Which of the lines below hold "INVOKEVIRTUAL"? Please return each one.

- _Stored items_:
══════════════════════════════

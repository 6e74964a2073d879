use super::Assigner;
use crate::codegen::defs::access_flags::*;
use crate::codegen::invocation::MethodInvocation;
use crate::codegen::opcodes;
use crate::codegen::sink::MethodSink;
use crate::codegen::stack::{Compound, Context, Illegal, Size, StackManipulation, Trivial};
use crate::description::types::{PrimitiveType, TypeDescription};
use crate::description::{MethodDescription, TypeList};

/// Widening primitive conversion as permitted by the Java language
#[derive(Debug, Clone, Copy, PartialEq, Eq)]
pub enum PrimitiveWidening {
    /// Same representation on the stack, e.g. `byte` to `int`
    NoOp,
    Convert { opcode: u8, impact: i32 },
    Illegal,
}

impl PrimitiveWidening {
    pub fn of(source: PrimitiveType, target: PrimitiveType) -> Self {
        use PrimitiveType::*;
        use PrimitiveWidening::{Convert, NoOp};
        if source == target && source != Void {
            return NoOp;
        }
        match (source, target) {
            (Byte, Short) | (Byte | Short | Char, Int) => NoOp,
            (Byte | Short | Char | Int, Long) => Convert { opcode: opcodes::I2L, impact: 1 },
            (Byte | Short | Char | Int, Float) => Convert { opcode: opcodes::I2F, impact: 0 },
            (Byte | Short | Char | Int, Double) => Convert { opcode: opcodes::I2D, impact: 1 },
            (Long, Float) => Convert { opcode: opcodes::L2F, impact: -1 },
            (Long, Double) => Convert { opcode: opcodes::L2D, impact: 0 },
            (Float, Double) => Convert { opcode: opcodes::F2D, impact: 1 },
            _ => PrimitiveWidening::Illegal,
        }
    }
}

impl StackManipulation for PrimitiveWidening {
    fn is_valid(&self) -> bool {
        !matches!(self, PrimitiveWidening::Illegal)
    }

    fn apply(&self, sink: &mut dyn MethodSink, context: &Context) -> Size {
        match *self {
            PrimitiveWidening::NoOp => Size::ZERO,
            PrimitiveWidening::Convert { opcode, impact } => {
                sink.visit_insn(opcode);
                Size::new(impact, impact.max(0))
            }
            PrimitiveWidening::Illegal => Illegal.apply(sink, context),
        }
    }
}

/// Handles conversions involving primitives and delegates reference-only
/// assignments.
///
/// Boxing calls `Wrapper.valueOf` and lets the chained assigner bring the
/// wrapper to the target type. Unboxing calls `xxxValue()` on a wrapper and
/// widens the result; any other reference is first cast to the target's
/// wrapper, which requires dynamic typing.
#[derive(Debug)]
pub struct PrimitiveTypeAwareAssigner {
    reference_assigner: Box<dyn Assigner>,
}

impl PrimitiveTypeAwareAssigner {
    pub fn new(reference_assigner: Box<dyn Assigner>) -> Self {
        Self { reference_assigner }
    }

    fn boxing(&self, primitive: PrimitiveType, target: &TypeDescription, dynamically_typed: bool) -> Box<dyn StackManipulation> {
        let Some(wrapper) = primitive.wrapper() else {
            return Illegal.boxed();
        };
        let value_of = MethodDescription::new(
            wrapper.clone(),
            "valueOf",
            wrapper.clone(),
            TypeList::new(vec![TypeDescription::primitive(primitive)]),
            ACC_PUBLIC | ACC_STATIC,
        );
        Compound::new(vec![
            MethodInvocation::invoke(&value_of).ok().boxed(),
            self.reference_assigner.assign(wrapper, target, dynamically_typed),
        ])
        .boxed()
    }

    fn unboxing(&self, source: &TypeDescription, target: PrimitiveType, dynamically_typed: bool) -> Box<dyn StackManipulation> {
        if let Some(unboxed) = PrimitiveType::for_wrapper(&source.name()) {
            return Compound::new(vec![
                unbox(source, unboxed),
                PrimitiveWidening::of(unboxed, target).boxed(),
            ])
            .boxed();
        }
        match target.wrapper() {
            Some(wrapper) if dynamically_typed => Compound::new(vec![
                self.reference_assigner.assign(source, wrapper, dynamically_typed),
                unbox(wrapper, target),
            ])
            .boxed(),
            _ => Illegal.boxed(),
        }
    }
}

/// `wrapper.xxxValue()` for the primitive the wrapper boxes
fn unbox(wrapper: &TypeDescription, primitive: PrimitiveType) -> Box<dyn StackManipulation> {
    let value = MethodDescription::new(
        wrapper.clone(),
        format!("{}Value", primitive.name()),
        TypeDescription::primitive(primitive),
        TypeList::empty(),
        ACC_PUBLIC,
    );
    MethodInvocation::invoke(&value).ok().boxed()
}

impl Assigner for PrimitiveTypeAwareAssigner {
    fn assign(&self, source: &TypeDescription, target: &TypeDescription, dynamically_typed: bool) -> Box<dyn StackManipulation> {
        match (source.as_primitive(), target.as_primitive()) {
            (Some(from), Some(to)) => {
                if from == to {
                    Trivial.boxed()
                } else {
                    PrimitiveWidening::of(from, to).boxed()
                }
            }
            (Some(from), None) => self.boxing(from, target, dynamically_typed),
            (None, Some(to)) => self.unboxing(source, to, dynamically_typed),
            (None, None) => self.reference_assigner.assign(source, target, dynamically_typed),
        }
    }
}

#[cfg(test)]
mod tests {
    use super::*;
    use crate::codegen::assign::ReferenceTypeAwareAssigner;
    use crate::codegen::sink::{Instruction, InstructionRecorder};
    use crate::description::types::INTEGER_WRAPPER;

    fn assigner() -> PrimitiveTypeAwareAssigner {
        PrimitiveTypeAwareAssigner::new(Box::new(ReferenceTypeAwareAssigner))
    }

    #[test]
    fn test_widening_table() {
        use PrimitiveType::*;
        assert_eq!(PrimitiveWidening::of(Byte, Int), PrimitiveWidening::NoOp);
        assert_eq!(PrimitiveWidening::of(Int, Long), PrimitiveWidening::Convert { opcode: opcodes::I2L, impact: 1 });
        assert_eq!(PrimitiveWidening::of(Long, Float), PrimitiveWidening::Convert { opcode: opcodes::L2F, impact: -1 });
        assert_eq!(PrimitiveWidening::of(Int, Short), PrimitiveWidening::Illegal);
        assert_eq!(PrimitiveWidening::of(Char, Short), PrimitiveWidening::Illegal);
        assert_eq!(PrimitiveWidening::of(Byte, Char), PrimitiveWidening::Illegal);
        assert_eq!(PrimitiveWidening::of(Boolean, Int), PrimitiveWidening::Illegal);
        assert_eq!(PrimitiveWidening::of(Double, Float), PrimitiveWidening::Illegal);
    }

    #[test]
    fn test_boxing_to_supertype() {
        let assignment = assigner().assign(&TypeDescription::int(), &TypeDescription::object(), false);
        assert!(assignment.is_valid());
        let mut recorder = InstructionRecorder::new();
        assert_eq!(assignment.apply(&mut recorder, &Context::default()), Size::ZERO);
        assert_eq!(
            recorder.instructions(),
            &[Instruction::Method {
                opcode: opcodes::INVOKESTATIC,
                owner: "java/lang/Integer".into(),
                name: "valueOf".into(),
                descriptor: "(I)Ljava/lang/Integer;".into(),
                is_interface: false,
            }]
        );
    }

    #[test]
    fn test_unboxing_then_widening() {
        let assignment = assigner().assign(&INTEGER_WRAPPER, &TypeDescription::long(), false);
        let mut recorder = InstructionRecorder::new();
        assert_eq!(assignment.apply(&mut recorder, &Context::default()), Size::new(1, 1));
        assert_eq!(recorder.opcodes(), vec![opcodes::INVOKEVIRTUAL, opcodes::I2L]);
    }

    #[test]
    fn test_unboxing_object_needs_dynamic_typing() {
        let object = TypeDescription::object();
        assert!(!assigner().assign(&object, &TypeDescription::int(), false).is_valid());
        let assignment = assigner().assign(&object, &TypeDescription::int(), true);
        let mut recorder = InstructionRecorder::new();
        assignment.apply(&mut recorder, &Context::default());
        assert_eq!(recorder.opcodes(), vec![opcodes::CHECKCAST, opcodes::INVOKEVIRTUAL]);
    }
}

══════════════════════════════

- _Result of the exercise_:
        assert_eq!(recorder.opcodes(), vec![opcodes::INVOKEVIRTUAL, opcodes::I2L]);
        assert_eq!(recorder.opcodes(), vec![opcodes::CHECKCAST, opcodes::INVOKEVIRTUAL]);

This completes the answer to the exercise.